One of the classic Christian books of the 20th Century is J. I. Packer’s Knowing God, that examines the attributes of God’s character—majesty, wisdom, truth, love, grace, justice, wrath, etc. Over the past few months I have been reading through it with our staff. If you happen to receive a book store gift card, Knowing God is a worthwhile investment.

In a chapter titled, “Goodness and Severity,” Packer mentions “Santa Claus theology.” The song says that Santa knows when you’ve been bad or good, and stories warn that he will fill the stockings of bad children with coal. But the coal never seems to appear. Santa is always jolly and kind, even to those who don’t deserve it. Packer’s point is that many people assume that God must be like that—jolly and kind with only a threat of severity that will never really happen. Here’s how he responds.

On the basis of Santa Claus theology, sins create no problem, and atonement becomes needless; God’s active favor extends no less to those who disregard his commands than to those who keep them. The idea that God’s attitude to me is affected by whether or not I do what he says has no place in the thought of the man on the street, and any attempt to show the need for fear in God’s presence, for trembling at his word, gets written off as impossibly old-fashioned—”Victorian,” “Puritan” and “sub-Christian.”

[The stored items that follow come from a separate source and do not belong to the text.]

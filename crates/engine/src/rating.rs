//! FlipLens rating — 0-10 score for portfolio items
//!
//! Fixed-weight heuristic over five factors. Demand and stability are flat
//! placeholders until real market feeds exist; profit potential reacts to the
//! spread between purchase price and current market price.

use rust_decimal::prelude::ToPrimitive;
use rust_decimal::Decimal;
use serde::{Deserialize, Serialize};

/// Flat demand score until search-volume data is wired in
const MARKET_DEMAND_SCORE: f64 = 7.5;
/// Flat volatility score (10 = very stable)
const PRICE_STABILITY_SCORE: f64 = 6.0;
/// Neutral factor score when no signal is available
const NEUTRAL_SCORE: f64 = 5.0;

/// Per-factor breakdown stored alongside the rating
#[derive(Debug, Clone, Serialize, Deserialize)]
pub struct RatingFactors {
    pub market_demand: f64,
    pub price_stability: f64,
    pub profit_potential: f64,
    pub condition: f64,
    pub brand_value: f64,
}

/// Inputs the rating draws on
#[derive(Debug, Clone)]
pub struct RatingInput<'a> {
    pub condition: &'a str,
    pub brand: Option<&'a str>,
    pub purchase_price: Option<Decimal>,
    pub current_market_price: Option<Decimal>,
}

fn condition_score(condition: &str) -> f64 {
    match condition.to_lowercase().as_str() {
        "new" => 10.0,
        "excellent" => 8.0,
        "very good" => 7.0,
        "good" => 6.0,
        "fair" => 4.0,
        "poor" => 2.0,
        _ => NEUTRAL_SCORE,
    }
}

fn brand_score(brand: Option<&str>) -> f64 {
    match brand.map(|b| b.to_lowercase()).as_deref() {
        Some("supreme") | Some("louis vuitton") => 10.0,
        Some("nike") | Some("gucci") => 9.0,
        Some("adidas") | Some("prada") => 8.0,
        _ => NEUTRAL_SCORE,
    }
}

/// Profit margin mapped so a 50% margin earns the full 10 points
fn profit_potential_score(purchase: Option<Decimal>, market: Option<Decimal>) -> f64 {
    match (purchase, market) {
        (Some(purchase), Some(market)) if !purchase.is_zero() => {
            let margin = ((market - purchase) / purchase).to_f64().unwrap_or(0.0);
            (margin * 20.0).clamp(0.0, 10.0)
        }
        _ => NEUTRAL_SCORE,
    }
}

/// Compute the 0-10 rating and its factor breakdown
pub fn flip_rating(input: &RatingInput<'_>) -> (f64, RatingFactors) {
    let factors = RatingFactors {
        market_demand: MARKET_DEMAND_SCORE,
        price_stability: PRICE_STABILITY_SCORE,
        profit_potential: profit_potential_score(
            input.purchase_price,
            input.current_market_price,
        ),
        condition: condition_score(input.condition),
        brand_value: brand_score(input.brand),
    };

    let total = factors.market_demand
        + factors.price_stability
        + factors.profit_potential
        + factors.condition
        + factors.brand_value;

    // Five factors of 10 points each, rescaled to 0-10 and rounded to one
    // decimal place
    let rating = ((total / 50.0) * 10.0 * 10.0).round() / 10.0;
    (rating, factors)
}

#[cfg(test)]
mod tests {
    use super::*;
    use rust_decimal_macros::dec;

    #[test]
    fn rating_stays_in_range() {
        let (best, _) = flip_rating(&RatingInput {
            condition: "new",
            brand: Some("Supreme"),
            purchase_price: Some(dec!(100)),
            current_market_price: Some(dec!(300)),
        });
        assert!(best <= 10.0);

        let (worst, _) = flip_rating(&RatingInput {
            condition: "poor",
            brand: None,
            purchase_price: Some(dec!(100)),
            current_market_price: Some(dec!(50)),
        });
        assert!(worst >= 0.0);
        assert!(worst < best);
    }

    #[test]
    fn fifty_percent_margin_maxes_profit_factor() {
        let (_, factors) = flip_rating(&RatingInput {
            condition: "good",
            brand: None,
            purchase_price: Some(dec!(100)),
            current_market_price: Some(dec!(150)),
        });
        assert_eq!(factors.profit_potential, 10.0);
    }

    #[test]
    fn missing_market_price_is_neutral() {
        let (_, factors) = flip_rating(&RatingInput {
            condition: "good",
            brand: None,
            purchase_price: Some(dec!(100)),
            current_market_price: None,
        });
        assert_eq!(factors.profit_potential, NEUTRAL_SCORE);
    }

    #[test]
    fn known_brand_outscores_unknown() {
        let known = flip_rating(&RatingInput {
            condition: "good",
            brand: Some("nike"),
            purchase_price: None,
            current_market_price: None,
        })
        .0;
        let unknown = flip_rating(&RatingInput {
            condition: "good",
            brand: Some("acme"),
            purchase_price: None,
            current_market_price: None,
        })
        .0;
        assert!(known > unknown);
    }

    #[test]
    fn baseline_rating_value() {
        // 7.5 + 6.0 + 10.0 + 6.0 + 9.0 = 38.5 of 50 -> 7.7
        let (rating, _) = flip_rating(&RatingInput {
            condition: "good",
            brand: Some("nike"),
            purchase_price: Some(dec!(100)),
            current_market_price: Some(dec!(150)),
        });
        assert_eq!(rating, 7.7);
    }
}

Yet the Santa Claus theology carries within itself the seeds of its own collapse, for it cannot cope with the fact of evil… It is not possible to see the good will of a heavenly Santa Claus in heart-breaking and destructive things like cruelty, marital infidelity, or death on the road, or lung cancer. The only way to save your liberal view of God is to dissociate him from these things and to deny that he has any direct relation to them or control over them; in other words, to deny his omnipotence and lordship over his world. Liberal theologians took this course fifty years ago (Packer wrote in 1972), and the man on the street takes it today. Thus he is left with a kind God who means well but cannot always insulate his children from trouble and grief. When trouble comes, therefore, there is nothing to do but grin and bear it. In this way, but an ironic paradox, faith in a God who is all goodness and no severity tends to confirm men in a fatalistic and pessimistic attitude to life.

Packer points us to Romans 11:22, where Paul says, “Note then the kindness and the severity of God: severity toward those who have fallen, but God’s kindness to you, provided you continue in his kindness. Otherwise you too will be cut off.” He then encourages us to appreciate:

(1) the goodness of God in every blessing (Ps 116:12)

(2) the patience of God in working out his good plans (2 Pet 3:9-13)

(3) the discipline of God that compels us to keep turning back to him (Heb 12:5; Ps 119:71)

So, as we hear the songs and stories of the season, let’s remember the difference between Santa Claus and the God of the Bible. God doesn’t just make us happy one with some gifts once a year. Paul says in Romans 8:28, “And we know that for those who love God all things work together for good, for those who are called according to his purpose.”